Com sistema atual de eleição parlamentar, minorias ameaçam direitos de mulheres e pessoas negras, que são a maioria

Jeferson Miola      //
Imagem: Operários, óleo sobre tela, 1933, de Tarsila do Amaral      //     

O Projeto de Lei 1904/2024, que ficou conhecido como o PL do estupro, foi escrito pelo deputado extremista e fundamentalista Sóstenes Cavalcante/PL e subscrito por outros 20 deputados e 11 deputadas.

A tramitação do PL em regime de urgência foi decidida por Arthur Lira em articulação com a extrema-direita para constranger e desgastar o presidente Lula, como revelou seu autor.

Da concepção à estratégia de tramitação do Projeto, uma maioria de parlamentares composta por homens se permitiu decidir sobre castigos e punições que afetam a vida, a dignidade e o corpo das mulheres, atingindo de modo mais cruel e perverso as meninas.

A Proposta de Emenda Constitucional nº 45/2023, chamada de PEC das drogas, foi assinada por 31 senadores – 26 deles brancos e 5 autodeclarados pardos.

Na prática, a proposta significará a constitucionalização do encarceramento em massa de pessoas negras, além de ser totalmente ineficaz no combate às drogas ilícitas. Especialistas em segurança pública são unânimes em prever este efeito. Deveria ser chamada, por isso, de PEC do encarceramento negro ou PEC da necropolítica.
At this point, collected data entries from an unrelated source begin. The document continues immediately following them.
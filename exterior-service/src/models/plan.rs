use serde::Deserialize;

/// Body of `POST /get-plan`. A missing prompt is tolerated.
#[derive(Debug, Clone, Default, Deserialize)]
pub struct PlanRequest {
    #[serde(default)]
    pub prompt: String,
}
pub mod logging;
pub mod trace_context;

pub use logging::init_tracing;
pub use trace_context::{
    TRACEPARENT_HEADER, TRACESTATE_HEADER, TracedClientExt, TracedRequest, inject_trace_context,
};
Estudos evidenciam que o critério prevalente nas polícias para diferenciar um traficante de um usuário de droga é a cor da pele. Pessoas brancas portando a mesma quantidade de maconha para consumo próprio que pessoas pardas e pretas são enquadradas pelas polícias como usuárias, ao passo que pardos e negros são considerados traficantes.

Estas duas aberrações que estão sendo debatidas no Congresso –PL do estupro e PEC do encarceramento negro– prejudicam gravemente as mulheres e as pessoas pardas e negras.

É inaceitável um poder legislador de maioria masculina e branca tomar decisões que ameaçam a vida, os direitos e a integridade das maiorias sociais do Brasil.

Na Câmara, as mulheres ocupam apenas 90 das 513 cadeiras, 17,5%, enquanto os homens, em sua maioria com patrimônio declarado superior a R$ 1 milhão, ocupam as demais 423 vagas.

Também é enorme a desigualdade racial: 370 deputados [72,1%] são brancos, e apenas 143 são pardos, negros ou indígenas [27,9%]. É preciso considerar, no entanto, que tal proporção pode ser ainda mais desfavorável, devido à existência de burlas na autodeclaração para aumentar recursos financeiros dos fundos eleitoral e partidário.

No Senado as desigualdades de raça e gênero também são gritantes: apenas 16 mulheres [19,7%] exercem mandato, contra 65 homens [80,3%] do total de 81. E apenas 21 [25,9%] cadeiras são ocupadas por senadores/as que se declaram pardos e negros. A imensa maioria das demais 60 vagas [74,1%] são ocupadas por pessoas brancas.

É gravíssima a realidade em que maiorias sociais da população brasileira [52% de mulheres e 56% de pessoas não-brancas] sejam ameaçadas por um Poder Legislativo dominado por minorias sociais alçadas à condição de maiorias com poder político por um sistema de eleição parlamentar que deforma a representação política e perpetua desigualdades e injustiças.

É um déficit democrático notável, que precisa ser urgentemente combatido.

A sociedade brasileira precisa exigir o fim do atual sistema de escolha de representantes nos legislativos baseado no voto nominal. É a maneira de acabar com a exclusão das mulheres e pessoas negras nos espaços de decisão e poder.

O sistema de voto com listas partidárias em lugar da atual votação em indivíduos, permite avançar rapidamente na paridade de raça e gênero na representação parlamentar.

A Lei deve obrigar que na eleição para os legislativos os partidos políticos sejam obrigados a apresentar suas nominatas com listas de candidaturas formadas com observância de paridade de raça e gênero, e ordenadas de modo alternado entre mulheres e homens, e pessoas não-brancas e brancas.

O Brasil é um dos poucos países do mundo que adotam o voto nominal. Este tipo de votação enfraquece o sistema partidário, transforma mandatos em negócios e demanda campanhas bilionárias.

E, o que é pior: oportuniza que minorias sociais se apossem ilegitimamente do poder político para produzir políticas que ameaçam as maiorias nacionais, colocando em sério risco seus direitos.